In [78]:
import pandas as pd
from sklearn.model_selection import train_test_split
from sklearn.linear_model import LinearRegression
from sklearn.metrics import mean_squared_error, r2_score

In [79]:
from statsmodels.tsa.seasonal import seasonal_decompose

In [80]:
# Replace these file paths with the paths to your CSV files
file_paths = {
    "code_commits": "token_terminal_data/daily_code_commits.csv",
    "core_developers": "token_terminal_data/daily_core_developers.csv",
    "crv_price": "token_terminal_data/daily_crv_price.csv",
    "crv_token_holders": "token_terminal_data/daily_crv_token_holders.csv",
    "crv_trading_volume": "token_terminal_data/daily_crv_trading_volume.csv",
    "earnings": "token_terminal_data/daily_earnings.csv",
    "expenses": "token_terminal_data/daily_expenses.csv",
    "fees": "token_terminal_data/daily_fees.csv",
    "market_cap_circulating": "token_terminal_data/daily_market_cap_circulating.csv",
    "market_cap_fully_diluted": "token_terminal_data/daily_market_cap_fully_diluted.csv",
    "pf_ratio_circulating": "token_terminal_data/daily_pf_ratio_circulating.csv",
    "pf_ratio_fully_diluted": "token_terminal_data/daily_pf_ratio_fully_diluted.csv",
    "ps_ratio_circulating": "token_terminal_data/daily_ps_ratio_circulating.csv",
    "ps_ratio_fully_diluted": "token_terminal_data/daily_ps_ratio_fully_diluted.csv",
    "revenue": "token_terminal_data/daily_revenue.csv",
    "supplyside_fees": "token_terminal_data/daily_supplyside_fees.csv",
    "token_incentives": "token_terminal_data/daily_token_incentives.csv",
    "trading_volume_on_curve": "token_terminal_data/daily_trading_volume_on_curve.csv",
    "treasury": "token_terminal_data/daily_treasury.csv",
    "tvl": "token_terminal_data/daily_tvl.csv",
    "pool": "token_terminal_data/wbtc_weth_usdt_pool_data.csv"
}


# Initialize an empty DataFrame to merge all datasets
combined_df = None

# Read each file and merge it into the combined DataFrame
for file_label, file_path in file_paths.items():
    # Read the CSV file
    df = pd.read_csv(file_path)

    # Assuming 'date' is the common column across all files
    if combined_df is None:
        combined_df = df
    else:
        combined_df = pd.merge(combined_df, df, on="date", how="outer")

In [81]:
list(combined_df.columns)

['date',
 'code_commits',
 'core_developers',
 'price',
 'crv_token_holders',
 'crv_trading_volume',
 'earnings',
 'expenses',
 'fees',
 'market_cap_circulating',
 'market_cap_fully_diluted',
 'p_f_ratio_circulating',
 'p_f_ratio_fully_diluted',
 'p_s_ratio_circulating',
 'p_s_ratio_fully_diluted',
 'revenue',
 'supply_side_fees',
 'token_incentives',
 'trading_volume',
 'treasury',
 'tvl',
 'pool_transaction_volume']

In [95]:
X = combined_df[['code_commits',
 'price',
 'crv_token_holders',
 'crv_trading_volume',
 'fees',
 'market_cap_circulating',
 'p_f_ratio_circulating',
 'token_incentives',
 'trading_volume',
 'tvl']]
y = combined_df['pool_transaction_volume']

X = X.fillna(X.mean())

# Split the data into training and test sets
X_train, X_test, y_train, y_test = train_test_split(X, y, test_size=0.2, random_state=0)

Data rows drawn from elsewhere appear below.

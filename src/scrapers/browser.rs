use crate::scrapers::error::BrowserError;
use crate::scrapers::traits::{BrowserSession, ElementRef};
use headless_chrome::{Browser, Element, LaunchOptions, Tab};
use std::ffi::OsStr;
use std::path::PathBuf;
use std::sync::Arc;
use std::time::Duration;
use tracing::{debug, info};

/// Options used to start Chrome
#[derive(Debug, Clone)]
pub struct ChromeOptions {
    pub headless: bool,
    /// Chrome binary to use instead of the one headless_chrome detects
    pub binary_path: Option<PathBuf>,
    pub window_size: (u32, u32),
}

impl Default for ChromeOptions {
    fn default() -> Self {
        Self {
            headless: true,
            binary_path: None,
            window_size: (1920, 1080),
        }
    }
}

/// [`BrowserSession`] backed by a single headless Chrome tab.
///
/// The browser process is shut down when the session is dropped, which covers
/// every exit path of a collection run.
pub struct ChromeSession {
    // Kept alive for as long as the tab is used
    _browser: Browser,
    tab: Arc<Tab>,
}

impl ChromeSession {
    /// Launch Chrome and open a tab
    pub fn launch(options: &ChromeOptions) -> Result<Self, BrowserError> {
        info!("Launching Chrome (headless: {})...", options.headless);

        if let Some(path) = &options.binary_path {
            info!("Using Chrome binary at {}", path.display());
        }

        let launch_options = LaunchOptions::default_builder()
            .headless(options.headless)
            .path(options.binary_path.clone())
            .window_size(Some(options.window_size))
            .idle_browser_timeout(Duration::from_secs(300))
            .args(vec![
                OsStr::new("--disable-notifications"),
                OsStr::new("--disable-infobars"),
                OsStr::new("--disable-extensions"),
            ])
            .build()
            .map_err(|e| BrowserError::Launch(e.to_string()))?;

        let browser = Browser::new(launch_options).map_err(|e| BrowserError::Launch(e.to_string()))?;
        let tab = browser
            .new_tab()
            .map_err(|e| BrowserError::Launch(e.to_string()))?;

        Ok(Self {
            _browser: browser,
            tab,
        })
    }

    fn elements(&self, selector: &str) -> Vec<Element<'_>> {
        match self.tab.find_elements_by_xpath(selector) {
            Ok(elements) => elements,
            Err(e) => {
                debug!("No match for {}: {}", selector, e);
                Vec::new()
            }
        }
    }

    fn resolve(&self, element: &ElementRef) -> Result<Element<'_>, BrowserError> {
        self.elements(&element.selector)
            .into_iter()
            .nth(element.index)
            .ok_or_else(|| BrowserError::ElementNotFound {
                selector: element.selector.clone(),
                index: element.index,
            })
    }
}

impl BrowserSession for ChromeSession {
    fn navigate(&mut self, url: &str) -> Result<(), BrowserError> {
        debug!("Navigating to {}", url);
        self.tab
            .navigate_to(url)
            .map_err(|e| BrowserError::action("navigate", e))?;
        self.tab
            .wait_until_navigated()
            .map_err(|e| BrowserError::action("navigate", e))?;
        Ok(())
    }

    fn find(&mut self, selector: &str) -> Result<Option<ElementRef>, BrowserError> {
        Ok(if self.elements(selector).is_empty() {
            None
        } else {
            Some(ElementRef::new(selector, 0))
        })
    }

    fn find_all(&mut self, selector: &str) -> Result<Vec<ElementRef>, BrowserError> {
        let count = self.elements(selector).len();
        Ok((0..count).map(|i| ElementRef::new(selector, i)).collect())
    }

    fn click(&mut self, element: &ElementRef) -> Result<(), BrowserError> {
        self.resolve(element)?
            .click()
            .map_err(|e| BrowserError::action("click", e))?;
        Ok(())
    }

    fn read_text(&mut self, element: &ElementRef) -> Result<String, BrowserError> {
        self.resolve(element)?
            .get_inner_text()
            .map_err(|e| BrowserError::action("read text", e))
    }

    fn type_text(&mut self, element: &ElementRef, text: &str) -> Result<(), BrowserError> {
        let target = self.resolve(element)?;
        target
            .click()
            .map_err(|e| BrowserError::action("focus", e))?;
        target
            .type_into(text)
            .map_err(|e| BrowserError::action("type", e))?;
        Ok(())
    }

    fn press_key(&mut self, key: &str) -> Result<(), BrowserError> {
        self.tab
            .press_key(key)
            .map_err(|e| BrowserError::action("press key", e))?;
        Ok(())
    }

    fn scroll_to_bottom(&mut self) -> Result<(), BrowserError> {
        self.tab
            .evaluate("window.scrollTo(0, document.body.scrollHeight);", false)
            .map_err(|e| BrowserError::action("scroll", e))?;
        Ok(())
    }

    fn page_height(&mut self) -> Result<i64, BrowserError> {
        let result = self
            .tab
            .evaluate("document.body.scrollHeight", false)
            .map_err(|e| BrowserError::action("read page height", e))?;
        Ok(result.value.and_then(|v| v.as_i64()).unwrap_or(0))
    }

    fn current_url(&mut self) -> Result<String, BrowserError> {
        Ok(self.tab.get_url())
    }
}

# Implement the Linear Regression Model
model = LinearRegression()

# Train the Model
model.fit(X_train, y_train)

# Predict using the test set
y_pred = model.predict(X_test)

# Evaluate the model
mse = mean_squared_error(y_test, y_pred)
r2 = r2_score(y_test, y_pred)

print(f"Mean Squared Error: {mse}")
print(f"R^2 Score: {r2}")

Mean Squared Error: 1858944914036821.0
R^2 Score: 0.4622714932061103